(What you will do): Go over the entries below line by line, copying each one that contains the word "elapsed".

(Exercise data):

• • • • •

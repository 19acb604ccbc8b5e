// SPDX-License-Identifier: BUSL-1.1
// Copyright (c) 2026 Alfred Jean LLC

//! Route keys naming the logical sub-services multiplexed on one connection.

use serde::{Deserialize, Serialize};
use smol_str::SmolStr;

/// Identifier of one logical sub-service on a shared control connection.
///
/// Keys are opaque to the multiplexer; they only need to be unique within one
/// route registry and stable for the lifetime of the process.
#[derive(Debug, Clone, PartialEq, Eq, Hash, PartialOrd, Ord, Serialize, Deserialize)]
#[serde(transparent)]
pub struct RouteKey(SmolStr);

impl RouteKey {
    pub fn new(key: impl Into<SmolStr>) -> Self {
        Self(key.into())
    }

    pub fn as_str(&self) -> &str {
        &self.0
    }

    pub fn is_empty(&self) -> bool {
        self.0.is_empty()
    }

    /// Raw bytes as carried in the reserved route field of a box.
    pub fn as_bytes(&self) -> &[u8] {
        self.0.as_bytes()
    }
}

impl std::fmt::Display for RouteKey {
    fn fmt(&self, f: &mut std::fmt::Formatter<'_>) -> std::fmt::Result {
        f.write_str(&self.0)
    }
}

impl From<&str> for RouteKey {
    fn from(s: &str) -> Self {
        Self::new(s)
    }
}

impl From<String> for RouteKey {
    fn from(s: String) -> Self {
        Self::new(s)
    }
}

impl AsRef<str> for RouteKey {
    fn as_ref(&self) -> &str {
        &self.0
    }
}

impl PartialEq<str> for RouteKey {
    fn eq(&self, other: &str) -> bool {
        self.0 == other
    }
}

impl PartialEq<&str> for RouteKey {
    fn eq(&self, other: &&str) -> bool {
        self.0 == *other
    }
}

impl std::borrow::Borrow<str> for RouteKey {
    fn borrow(&self) -> &str {
        &self.0
    }
}

#[cfg(test)]
#[path = "route_tests.rs"]
mod tests;
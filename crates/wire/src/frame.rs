// SPDX-License-Identifier: BUSL-1.1
// Copyright (c) 2026 Alfred Jean LLC

//! Box framing: length-prefixed key/value pairs terminated by an empty key.

use std::io;
use std::time::Duration;

use thiserror::Error;
use tokio::io::{AsyncRead, AsyncReadExt, AsyncWrite, AsyncWriteExt};

use crate::FieldBox;

/// Longest field name a box may carry.
pub const MAX_KEY_LEN: usize = 255;

/// Longest field value a box may carry.
pub const MAX_VALUE_LEN: usize = u16::MAX as usize;

/// Errors from encoding, decoding or transporting boxes.
#[derive(Debug, Error)]
pub enum ProtocolError {
    #[error("connection closed")]
    ConnectionClosed,

    #[error("connection closed in the middle of a box")]
    Truncated,

    #[error("empty field name")]
    EmptyKey,

    #[error("field name too long: {0} bytes (max {MAX_KEY_LEN})")]
    KeyTooLong(usize),

    #[error("value of field {key:?} too long: {len} bytes (max {MAX_VALUE_LEN})")]
    ValueTooLong { key: String, len: usize },

    #[error("field name is not valid UTF-8")]
    InvalidKey,

    #[error("duplicate field {0:?} in box")]
    DuplicateKey(String),

    #[error("trailing bytes after box terminator")]
    TrailingBytes,

    #[error("timed out waiting for a box")]
    Timeout,

    #[error("IO error: {0}")]
    Io(#[from] io::Error),
}

/// Encode a box into its wire representation, terminator included.
pub fn encode_box(b: &FieldBox) -> Result<Vec<u8>, ProtocolError> {
    let size: usize = b.iter().map(|(k, v)| 4 + k.len() + v.len()).sum::<usize>() + 2;
    let mut out = Vec::with_capacity(size);
    for (key, value) in b.iter() {
        if key.is_empty() {
            return Err(ProtocolError::EmptyKey);
        }
        if key.len() > MAX_KEY_LEN {
            return Err(ProtocolError::KeyTooLong(key.len()));
        }
        if value.len() > MAX_VALUE_LEN {
            return Err(ProtocolError::ValueTooLong { key: key.to_string(), len: value.len() });
        }
        out.extend_from_slice(&(key.len() as u16).to_be_bytes());
        out.extend_from_slice(key.as_bytes());
        out.extend_from_slice(&(value.len() as u16).to_be_bytes());
        out.extend_from_slice(value);
    }
    out.extend_from_slice(&[0, 0]);
    Ok(out)
}

/// Decode exactly one box from `bytes`.
pub fn decode_box(bytes: &[u8]) -> Result<FieldBox, ProtocolError> {
    let mut cursor = bytes;
    let mut b = FieldBox::new();
    loop {
        let key_len = take_len(&mut cursor)?;
        if key_len == 0 {
            break;
        }
        let key = key_from(take(&mut cursor, key_len)?)?;
        let value_len = take_len(&mut cursor)?;
        let value = take(&mut cursor, value_len)?;
        insert_unique(&mut b, key, value.to_vec())?;
    }
    if !cursor.is_empty() {
        return Err(ProtocolError::TrailingBytes);
    }
    Ok(b)
}

fn take_len(cursor: &mut &[u8]) -> Result<usize, ProtocolError> {
    let raw = take(cursor, 2)?;
    Ok(u16::from_be_bytes([raw[0], raw[1]]) as usize)
}

fn take<'a>(cursor: &mut &'a [u8], n: usize) -> Result<&'a [u8], ProtocolError> {
    if cursor.len() < n {
        return Err(ProtocolError::Truncated);
    }
    let (head, tail) = cursor.split_at(n);
    *cursor = tail;
    Ok(head)
}

fn key_from(raw: &[u8]) -> Result<String, ProtocolError> {
    String::from_utf8(raw.to_vec()).map_err(|_| ProtocolError::InvalidKey)
}

fn insert_unique(b: &mut FieldBox, key: String, value: Vec<u8>) -> Result<(), ProtocolError> {
    if b.contains_key(&key) {
        return Err(ProtocolError::DuplicateKey(key));
    }
    b.insert(key, value);
    Ok(())
}

/// Read one complete box from the stream.
///
/// Returns `ConnectionClosed` on a clean EOF between boxes and `Truncated`
/// when the stream ends inside a box, so callers never see partial boxes.
pub async fn read_box<R: AsyncRead + Unpin>(reader: &mut R) -> Result<FieldBox, ProtocolError> {
    let first = match reader.read_u8().await {
        Ok(byte) => byte,
        Err(e) if e.kind() == io::ErrorKind::UnexpectedEof => {
            return Err(ProtocolError::ConnectionClosed)
        }
        Err(e) => return Err(e.into()),
    };
    let second = reader.read_u8().await.map_err(eof_as_truncated)?;
    let mut key_len = u16::from_be_bytes([first, second]) as usize;

    let mut b = FieldBox::new();
    while key_len != 0 {
        let mut key = vec![0u8; key_len];
        reader.read_exact(&mut key).await.map_err(eof_as_truncated)?;
        let key = key_from(&key)?;

        let value_len = reader.read_u16().await.map_err(eof_as_truncated)? as usize;
        let mut value = vec![0u8; value_len];
        reader.read_exact(&mut value).await.map_err(eof_as_truncated)?;
        insert_unique(&mut b, key, value)?;

        key_len = reader.read_u16().await.map_err(eof_as_truncated)? as usize;
    }
    Ok(b)
}

/// Read one box, failing with `Timeout` if none arrives within `timeout`.
pub async fn read_box_timeout<R: AsyncRead + Unpin>(
    reader: &mut R,
    timeout: Duration,
) -> Result<FieldBox, ProtocolError> {
    tokio::time::timeout(timeout, read_box(reader)).await.map_err(|_| ProtocolError::Timeout)?
}

/// Write one box and flush it.
///
/// The box is encoded up front so an oversized field never leaves a partial
/// box on the stream.
pub async fn write_box<W: AsyncWrite + Unpin>(
    writer: &mut W,
    b: &FieldBox,
) -> Result<(), ProtocolError> {
    let bytes = encode_box(b)?;
    writer.write_all(&bytes).await?;
    writer.flush().await?;
    Ok(())
}

fn eof_as_truncated(e: io::Error) -> ProtocolError {
    if e.kind() == io::ErrorKind::UnexpectedEof {
        ProtocolError::Truncated
    } else {
        ProtocolError::Io(e)
    }
}

#[cfg(test)]
#[path = "frame_tests.rs"]
mod tests;
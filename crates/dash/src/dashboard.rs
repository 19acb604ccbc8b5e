// SPDX-License-Identifier: BUSL-1.1
// Copyright (c) 2026 Alfred Jean LLC

//! Poll loop: update, derive rates, emit, then wait out the rest of the
//! interval.

use std::io;
use std::time::{Duration, Instant};

use ctl_core::{Clock, SystemClock};
use serde_json::{Map, Value};
use tracing::debug;

use crate::client::MonitorClient;
use crate::rates::{Counters, RateTracker, Rates};
use crate::DashError;

/// Delay before the next poll: what is left of `interval` after `elapsed`.
pub fn next_delay(interval: Duration, elapsed: Duration) -> Duration {
    interval.saturating_sub(elapsed)
}

#[derive(Debug, Clone, Copy, PartialEq, Eq)]
pub struct DashOptions {
    /// Poll cadence
    pub interval: Duration,
    /// Keep polling when a poll with subscribed items comes back empty
    pub allow_empty: bool,
}

impl Default for DashOptions {
    fn default() -> Self {
        Self { interval: Duration::from_secs(1), allow_empty: false }
    }
}

/// One poll's worth of data with the rates derived from it.
#[derive(Debug, Clone, PartialEq)]
pub struct Snapshot {
    pub data: Map<String, Value>,
    pub counters: Counters,
    pub rates: Rates,
    /// Wall-clock time of the poll
    pub epoch_secs: f64,
}

pub struct Dashboard<C: Clock = SystemClock> {
    client: MonitorClient,
    tracker: RateTracker,
    clock: C,
    options: DashOptions,
}

impl<C: Clock> Dashboard<C> {
    pub fn new(client: MonitorClient, clock: C, options: DashOptions) -> Self {
        Self { client, tracker: RateTracker::new(), clock, options }
    }

    pub fn client(&self) -> &MonitorClient {
        &self.client
    }

    pub fn client_mut(&mut self) -> &mut MonitorClient {
        &mut self.client
    }

    /// Poll once. An empty result while subscribed is fatal unless
    /// `allow_empty` is set, in which case it leaves the rate sample alone.
    pub async fn tick(&mut self) -> Result<Snapshot, DashError> {
        let data = self.client.update().await.clone();
        let subscribed = self.client.items().next().is_some();

        let (counters, rates) = if data.is_empty() && subscribed {
            if !self.options.allow_empty {
                return Err(DashError::NoValidData);
            }
            debug!(server = %self.client.target(), "empty poll, keeping previous sample");
            (Counters::default(), Rates::default())
        } else {
            let counters = Counters::from_data(&data);
            (counters, self.tracker.observe(counters, self.clock.now()))
        };

        Ok(Snapshot { data, counters, rates, epoch_secs: self.clock.epoch_secs() })
    }

    /// Delay before the next poll for a tick that began at `started`.
    pub fn delay_since(&self, started: Instant) -> Duration {
        next_delay(self.options.interval, self.clock.now().saturating_duration_since(started))
    }

    /// Tick on the configured cadence, handing each snapshot to `emit`.
    /// Returns after the first snapshot when `once` is set.
    pub async fn run<F>(&mut self, once: bool, mut emit: F) -> Result<(), DashError>
    where
        F: FnMut(&Snapshot) -> io::Result<()>,
    {
        loop {
            let started = self.clock.now();
            let snapshot = self.tick().await?;
            emit(&snapshot)?;
            if once {
                return Ok(());
            }
            tokio::time::sleep(self.delay_since(started)).await;
        }
    }
}

#[cfg(test)]
#[path = "dashboard_tests.rs"]
mod tests;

• • • • •

(Final answer):
/// Delay before the next poll: what is left of `interval` after `elapsed`.
pub fn next_delay(interval: Duration, elapsed: Duration) -> Duration {
    interval.saturating_sub(elapsed)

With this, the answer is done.